Maskenpflicht an Schulen

Zum Leserbrief der 4a-Klasse der SMS Rankweil, VN vom 18. Dezember:

Euer Leserbrief „Maskenpflicht an Schulen“ vom Freitag zeugt von Vernunft, Verantwortungsbewusstsein, Einfühlungsvermögen, Selbstvertrauen und Stärke und hebt sich wohltuend von etlichen anderen Leserbriefen und Stellungnahmen ab, in denen im Zusammenhang mit Corona nur über Einschränkungen, Verluste und Versagen der Politik geklagt wird, wo Katastrophenszenarien an die Wand gemalt werden von wegen „verlorener Generation“ etc. Klar, die vergangenen Monate waren für euch Jugendliche fraglos eine große Herausforderung. Vieles, was bis dahin selbstverständlich war, ist weggebrochen: der normale Schulbesuch, das regelmäßige Zusammensein mit euren FreundInnen, die uneingeschränkte Bewegungsfreiheit.
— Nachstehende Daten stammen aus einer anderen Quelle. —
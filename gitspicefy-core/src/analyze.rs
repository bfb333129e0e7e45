//! # analyze: heuristic repository classification
//!
//! [`analyze_repository`] turns repository metadata and a fetched file set into a
//! [`RepositoryAnalysis`]. It is pure: no I/O, no clock, no randomness.
//!
//! ## Rule tables
//! Project type and package manager are decided by ordered `(predicate, classification)`
//! tables. Rules are evaluated top to bottom and the first match wins, so a repository
//! carrying both `package.json` and `requirements.txt` is classified as Node.js.
//!
//! ## Frameworks
//! JavaScript frameworks come from the parsed `package.json` dependency maps. Python, Rust
//! and Go frameworks come from substring matches inside their manifests only; source files
//! are never scanned.

use serde::{Deserialize, Serialize};
use serde_json::{Map, Value};

use crate::contract::{GitHubFile, RepositoryInfo};

/// Flat descriptor of a repository, computed per request.
#[derive(Debug, Clone, PartialEq, Eq, Default, Serialize, Deserialize)]
#[serde(rename_all = "camelCase")]
pub struct RepositoryAnalysis {
    pub project_type: String,
    pub main_language: String,
    pub frameworks: Vec<String>,
    pub features: Vec<String>,
    pub structure: Vec<String>,
    pub has_tests: bool,
    pub has_documentation: bool,
    pub has_ci: bool,
    pub has_docker: bool,
    pub package_manager: String,
    pub build_tool: Option<String>,
    pub dependencies: Vec<String>,
    pub scripts: Vec<String>,
}

/// View over the file set shared by every rule.
struct Facts<'a> {
    files: &'a [GitHubFile],
    language: &'a str,
}

impl<'a> Facts<'a> {
    fn has_name(&self, name: &str) -> bool {
        self.files.iter().any(|f| f.name == name)
    }

    fn has_any_name(&self, names: &[&str]) -> bool {
        names.iter().any(|n| self.has_name(n))
    }

    fn path_contains(&self, needle: &str) -> bool {
        self.files.iter().any(|f| f.path.contains(needle))
    }

    fn language_is(&self, languages: &[&str]) -> bool {
        languages.contains(&self.language)
    }

    fn is_python(&self) -> bool {
        self.has_any_name(PYTHON_MANIFESTS) || self.language_is(&["Python"])
    }

    fn content_of(&self, name: &str) -> Option<&'a str> {
        self.files
            .iter()
            .find(|f| f.name == name)
            .and_then(|f| f.content.as_deref())
    }
}

type Rule = (fn(&Facts) -> bool, &'static str);

const PYTHON_MANIFESTS: &[&str] = &["requirements.txt", "pyproject.toml", "setup.py", "Pipfile"];

const PROJECT_TYPE_RULES: &[Rule] = &[
    (
        |f| f.has_name("package.json") && f.has_any_name(&["next.config.js", "next.config.mjs", "next.config.ts"]),
        "Next.js Application",
    ),
    (
        |f| {
            f.has_name("package.json")
                && ["src/App.js", "src/App.jsx", "src/App.tsx"]
                    .iter()
                    .any(|p| f.path_contains(p))
        },
        "React Application",
    ),
    (
        |f| f.has_name("package.json") && (f.has_name("vue.config.js") || f.path_contains("src/App.vue")),
        "Vue.js Application",
    ),
    (
        |f| f.has_name("package.json") && f.has_name("angular.json"),
        "Angular Application",
    ),
    (|f| f.has_name("package.json"), "Node.js Application"),
    (|f| f.is_python() && f.has_name("manage.py"), "Django Application"),
    (
        |f| f.is_python() && f.has_any_name(&["app.py", "main.py"]),
        "Flask/FastAPI Application",
    ),
    (|f| f.is_python(), "Python Application"),
    (|f| f.has_name("Cargo.toml"), "Rust Application"),
    (|f| f.has_name("go.mod"), "Go Application"),
    (|f| f.has_any_name(&["pom.xml", "build.gradle"]), "Java Application"),
    (|f| f.has_name("composer.json"), "PHP Application"),
    (|f| f.has_name("Gemfile"), "Ruby Application"),
    (|f| f.language_is(&["JavaScript", "TypeScript"]), "Node.js Application"),
    (|f| f.language_is(&["Rust"]), "Rust Application"),
    (|f| f.language_is(&["Go"]), "Go Application"),
    (|f| f.language_is(&["Java"]), "Java Application"),
];

const PACKAGE_MANAGER_RULES: &[Rule] = &[
    (|f| f.has_any_name(PYTHON_MANIFESTS), "pip"),
    (|f| f.has_name("Cargo.toml"), "Cargo"),
    (|f| f.has_name("go.mod"), "Go Modules"),
    (|f| f.has_name("yarn.lock"), "Yarn"),
    (|f| f.has_name("pnpm-lock.yaml"), "pnpm"),
    (|f| f.has_any_name(&["package-lock.json", "package.json"]), "npm"),
    (|f| f.language_is(&["Python"]), "pip"),
    (|f| f.language_is(&["Rust"]), "Cargo"),
    (|f| f.language_is(&["Go"]), "Go Modules"),
    (|f| f.language_is(&["JavaScript", "TypeScript"]), "npm"),
    (|f| f.language_is(&["Java"]), "Maven/Gradle"),
    (|f| f.language_is(&["C#"]), "NuGet"),
    (|f| f.language_is(&["Ruby"]), "Bundler"),
    (|f| f.language_is(&["PHP"]), "Composer"),
];

const BUILD_TOOL_RULES: &[Rule] = &[
    (|f| f.has_any_name(&["webpack.config.js", "webpack.config.ts"]), "Webpack"),
    (
        |f| f.has_any_name(&["vite.config.js", "vite.config.ts", "vite.config.mjs"]),
        "Vite",
    ),
    (|f| f.has_any_name(&["rollup.config.js", "rollup.config.mjs"]), "Rollup"),
    (|f| f.has_name("gulpfile.js"), "Gulp"),
];

const FEATURE_RULES: &[Rule] = &[
    (|f| f.path_contains("api") || f.path_contains("routes"), "RESTful API"),
    (|f| f.path_contains("auth") || f.path_contains("login"), "Authentication"),
    (
        |f| {
            f.path_contains("database")
                || f.path_contains("db")
                || f.files.iter().any(|x| x.name.contains("schema"))
        },
        "Database Integration",
    ),
    (
        |f| f.path_contains("component") || f.path_contains("ui"),
        "Component-based Architecture",
    ),
    (|f| f.path_contains("test") || f.path_contains("spec"), "Comprehensive Testing"),
    (|f| has_docker(f.files), "Docker Support"),
    (|f| f.path_contains(".github/workflows"), "CI/CD Pipeline"),
];

/// `(dependency key, framework)` pairs checked against package.json, in output order.
const NPM_FRAMEWORKS: &[(&str, &str)] = &[
    ("react", "React"),
    ("next", "Next.js"),
    ("vue", "Vue.js"),
    ("@angular/core", "Angular"),
    ("angular", "Angular"),
    ("express", "Express.js"),
    ("typescript", "TypeScript"),
    ("tailwindcss", "Tailwind CSS"),
    ("sass", "Sass/SCSS"),
    ("scss", "Sass/SCSS"),
    ("webpack", "Webpack"),
    ("vite", "Vite"),
];

/// `(manifest, lowercase needle, framework)` triples.
const MANIFEST_FRAMEWORKS: &[(&str, &str, &str)] = &[
    ("requirements.txt", "django", "Django"),
    ("requirements.txt", "flask", "Flask"),
    ("requirements.txt", "fastapi", "FastAPI"),
    ("pyproject.toml", "django", "Django"),
    ("pyproject.toml", "flask", "Flask"),
    ("pyproject.toml", "fastapi", "FastAPI"),
    ("Pipfile", "django", "Django"),
    ("Pipfile", "flask", "Flask"),
    ("Pipfile", "fastapi", "FastAPI"),
    ("Cargo.toml", "actix-web", "Actix Web"),
    ("Cargo.toml", "axum", "Axum"),
    ("Cargo.toml", "rocket", "Rocket"),
    ("Cargo.toml", "tokio", "Tokio"),
    ("go.mod", "gin-gonic/gin", "Gin"),
    ("go.mod", "labstack/echo", "Echo"),
];

const CI_FILES: &[&str] = &[
    ".gitlab-ci.yml",
    ".travis.yml",
    "azure-pipelines.yml",
    "Jenkinsfile",
    "bitbucket-pipelines.yml",
    ".circleci",
];

fn first_match(rules: &[Rule], facts: &Facts) -> Option<&'static str> {
    rules
        .iter()
        .find(|(applies, _)| applies(facts))
        .map(|(_, label)| *label)
}

fn has_docker(files: &[GitHubFile]) -> bool {
    files.iter().any(|f| f.name.to_lowercase().contains("docker"))
}

fn push_unique(list: &mut Vec<String>, item: &str) {
    if !list.iter().any(|x| x == item) {
        list.push(item.to_string());
    }
}

fn parse_package_json(facts: &Facts) -> Option<Map<String, Value>> {
    let raw = facts.content_of("package.json")?;
    match serde_json::from_str::<Value>(raw) {
        Ok(Value::Object(map)) => Some(map),
        Ok(_) => None,
        Err(e) => {
            tracing::debug!(error = %e, "Ignoring unparseable package.json");
            None
        }
    }
}

fn object_keys(pkg: &Map<String, Value>, field: &str) -> Vec<String> {
    pkg.get(field)
        .and_then(Value::as_object)
        .map(|m| m.keys().cloned().collect())
        .unwrap_or_default()
}

fn detect_frameworks(facts: &Facts, dependencies: &[String]) -> Vec<String> {
    let mut frameworks = Vec::new();
    for (key, framework) in NPM_FRAMEWORKS {
        if dependencies.iter().any(|d| d == key) {
            push_unique(&mut frameworks, framework);
        }
    }
    for (manifest, needle, framework) in MANIFEST_FRAMEWORKS {
        if let Some(content) = facts.content_of(manifest) {
            if content.to_lowercase().contains(needle) {
                push_unique(&mut frameworks, framework);
            }
        }
    }
    frameworks
}

/// Classifies a repository from its metadata and fetched files.
pub fn analyze_repository(info: &RepositoryInfo, files: &[GitHubFile]) -> RepositoryAnalysis {
    let facts = Facts {
        files,
        language: &info.language,
    };

    let package_json = parse_package_json(&facts);
    let (dependencies, scripts) = match &package_json {
        Some(pkg) => {
            let mut deps = object_keys(pkg, "dependencies");
            for dev in object_keys(pkg, "devDependencies") {
                if !deps.contains(&dev) {
                    deps.push(dev);
                }
            }
            (deps, object_keys(pkg, "scripts"))
        }
        None => (Vec::new(), Vec::new()),
    };

    let mut structure = Vec::new();
    for dir in files.iter().filter(|f| f.is_dir()) {
        push_unique(&mut structure, &dir.name);
    }

    let analysis = RepositoryAnalysis {
        project_type: first_match(PROJECT_TYPE_RULES, &facts)
            .map(str::to_string)
            .unwrap_or_else(|| format!("{} Project", info.language)),
        main_language: info.language.clone(),
        frameworks: detect_frameworks(&facts, &dependencies),
        features: FEATURE_RULES
            .iter()
            .filter(|(applies, _)| applies(&facts))
            .map(|(_, label)| label.to_string())
            .collect(),
        structure,
        has_tests: facts.path_contains("test") || facts.path_contains("spec"),
        has_documentation: files.iter().any(|f| {
            let name = f.name.to_lowercase();
            name.contains("readme") || name.contains("doc")
        }) || facts.path_contains("docs"),
        has_ci: facts.path_contains(".github/workflows")
            || files
                .iter()
                .any(|f| CI_FILES.iter().any(|ci| f.path.starts_with(ci))),
        has_docker: has_docker(files),
        package_manager: first_match(PACKAGE_MANAGER_RULES, &facts)
            .unwrap_or("Manual Setup")
            .to_string(),
        build_tool: first_match(BUILD_TOOL_RULES, &facts).map(str::to_string),
        dependencies,
        scripts,
    };

    tracing::debug!(
        project_type = %analysis.project_type,
        package_manager = %analysis.package_manager,
        frameworks = ?analysis.frameworks,
        "Analyzed repository"
    );
    analysis
}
Und dazu kam noch die Sorge, eure Großeltern und andere ältere Menschen anzustecken, wenn ihr sie trefft. Aber als Mentalcoach, die ich viel mit Schüler(innen) arbeite, kann ich euch nur bestärken in eurer Haltung: Nicht nur das halb leere Glas zu sehen, sondern das halbvolle und wahrzunehmen, dass das Maskentragen neben der persönlichen Einschränkung auch einen sinnvollen Beitrag für die Gemeinschaft darstellt. Und psychisch geht es euch sicher besser dabei, wenn ihr euch nicht als Opfer der Umstände seht, sondern als aktive GestalterInnen. Und wir Erwachsene sollten bedenken, dass oft viel mehr Power und Kreativität in euch Jungen steckt, als wir inmitten unserer eigenen Sorgen und Ängste wahrnehmen.